Data provided>
╔══

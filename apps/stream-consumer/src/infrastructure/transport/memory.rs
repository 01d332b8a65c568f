//! In-Memory Transport
//!
//! Loopback [`Transport`] with a peer handle standing in for the server.
//! The peer reads what the client sent, pushes inbound frames, drops the
//! connection and refuses reconnects. Used by tests and for replaying
//! captured frames.

use std::sync::Arc;
use std::sync::atomic::{AtomicUsize, Ordering};

use async_trait::async_trait;
use parking_lot::Mutex;
use tokio::sync::mpsc;

use crate::application::ports::{Transport, TransportError, TransportEvent};

const EVENT_BUFFER: usize = 1024;

/// Client end of the loopback.
#[derive(Debug)]
pub struct InMemoryTransport {
    inbound: Mutex<Option<mpsc::Sender<TransportEvent>>>,
    sent: mpsc::UnboundedSender<Vec<u8>>,
    connects: AtomicUsize,
    refuse_next: AtomicUsize,
}

/// Server end of the loopback.
#[derive(Debug)]
pub struct InMemoryPeer {
    transport: Arc<InMemoryTransport>,
    sent: mpsc::UnboundedReceiver<Vec<u8>>,
}

impl InMemoryTransport {
    /// Create a connected pair.
    #[must_use]
    pub fn new() -> (Arc<Self>, InMemoryPeer) {
        let (sent_tx, sent_rx) = mpsc::unbounded_channel();
        let transport = Arc::new(Self {
            inbound: Mutex::new(None),
            sent: sent_tx,
            connects: AtomicUsize::new(0),
            refuse_next: AtomicUsize::new(0),
        });

        let peer = InMemoryPeer {
            transport: Arc::clone(&transport),
            sent: sent_rx,
        };
        (transport, peer)
    }

    fn sender(&self) -> Option<mpsc::Sender<TransportEvent>> {
        self.inbound
            .lock()
            .as_ref()
            .filter(|tx| !tx.is_closed())
            .cloned()
    }
}

#[async_trait]
impl Transport for InMemoryTransport {
    async fn connect(&self) -> Result<mpsc::Receiver<TransportEvent>, TransportError> {
        self.connects.fetch_add(1, Ordering::SeqCst);

        let refused = self
            .refuse_next
            .fetch_update(Ordering::SeqCst, Ordering::SeqCst, |n| n.checked_sub(1))
            .is_ok();
        if refused {
            return Err(TransportError::Connect {
                message: "connection refused".to_string(),
            });
        }

        let (tx, rx) = mpsc::channel(EVENT_BUFFER);
        *self.inbound.lock() = Some(tx);
        Ok(rx)
    }

    async fn send(&self, frame: Vec<u8>) -> Result<(), TransportError> {
        if self.sender().is_none() {
            return Err(TransportError::NotConnected);
        }
        self.sent.send(frame).map_err(|_| TransportError::Send {
            message: "peer dropped".to_string(),
        })
    }

    async fn disconnect(&self) {
        self.inbound.lock().take();
    }
}

impl InMemoryPeer {
    /// Next frame the client sent, in order.
    pub async fn next_frame(&mut self) -> Option<Vec<u8>> {
        self.sent.recv().await
    }

    /// Frame already sent by the client, without waiting.
    pub fn try_next_frame(&mut self) -> Option<Vec<u8>> {
        self.sent.try_recv().ok()
    }

    /// Deliver an inbound frame to the client.
    ///
    /// # Errors
    ///
    /// Returns `NotConnected` when the client has no open connection.
    pub async fn push(&self, frame: Vec<u8>) -> Result<(), TransportError> {
        let sender = self.transport.sender().ok_or(TransportError::NotConnected)?;
        sender
            .send(TransportEvent::Frame(frame))
            .await
            .map_err(|_| TransportError::NotConnected)
    }

    /// Deliver captured frames in order.
    ///
    /// # Errors
    ///
    /// Stops at the first frame that cannot be delivered.
    pub async fn replay<I>(&self, frames: I) -> Result<usize, TransportError>
    where
        I: IntoIterator<Item = Vec<u8>>,
    {
        let mut delivered = 0;
        for frame in frames {
            self.push(frame).await?;
            delivered += 1;
        }
        Ok(delivered)
    }

    /// Drop the connection as if the network failed.
    pub async fn drop_connection(&self, reason: &str) {
        let sender = self.transport.inbound.lock().take();
        if let Some(sender) = sender {
            let _ = sender
                .send(TransportEvent::Closed {
                    reason: reason.to_string(),
                })
                .await;
        }
    }

    /// Refuse the next `count` connection attempts.
    pub fn refuse_connects(&self, count: usize) {
        self.transport.refuse_next.store(count, Ordering::SeqCst);
    }

    /// Connection attempts so far, refused ones included.
    #[must_use]
    pub fn connect_count(&self) -> usize {
        self.transport.connects.load(Ordering::SeqCst)
    }

    /// Check whether the client holds an open connection.
    #[must_use]
    pub fn is_connected(&self) -> bool {
        self.transport.sender().is_some()
    }
}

╚══

Instructions for the task>
For every line in the data above that has the string "SeqCst", return that line.

Solution to this task>
        self.connects.fetch_add(1, Ordering::SeqCst);
            .fetch_update(Ordering::SeqCst, Ordering::SeqCst, |n| n.checked_sub(1))
        self.transport.refuse_next.store(count, Ordering::SeqCst);
        self.transport.connects.load(Ordering::SeqCst)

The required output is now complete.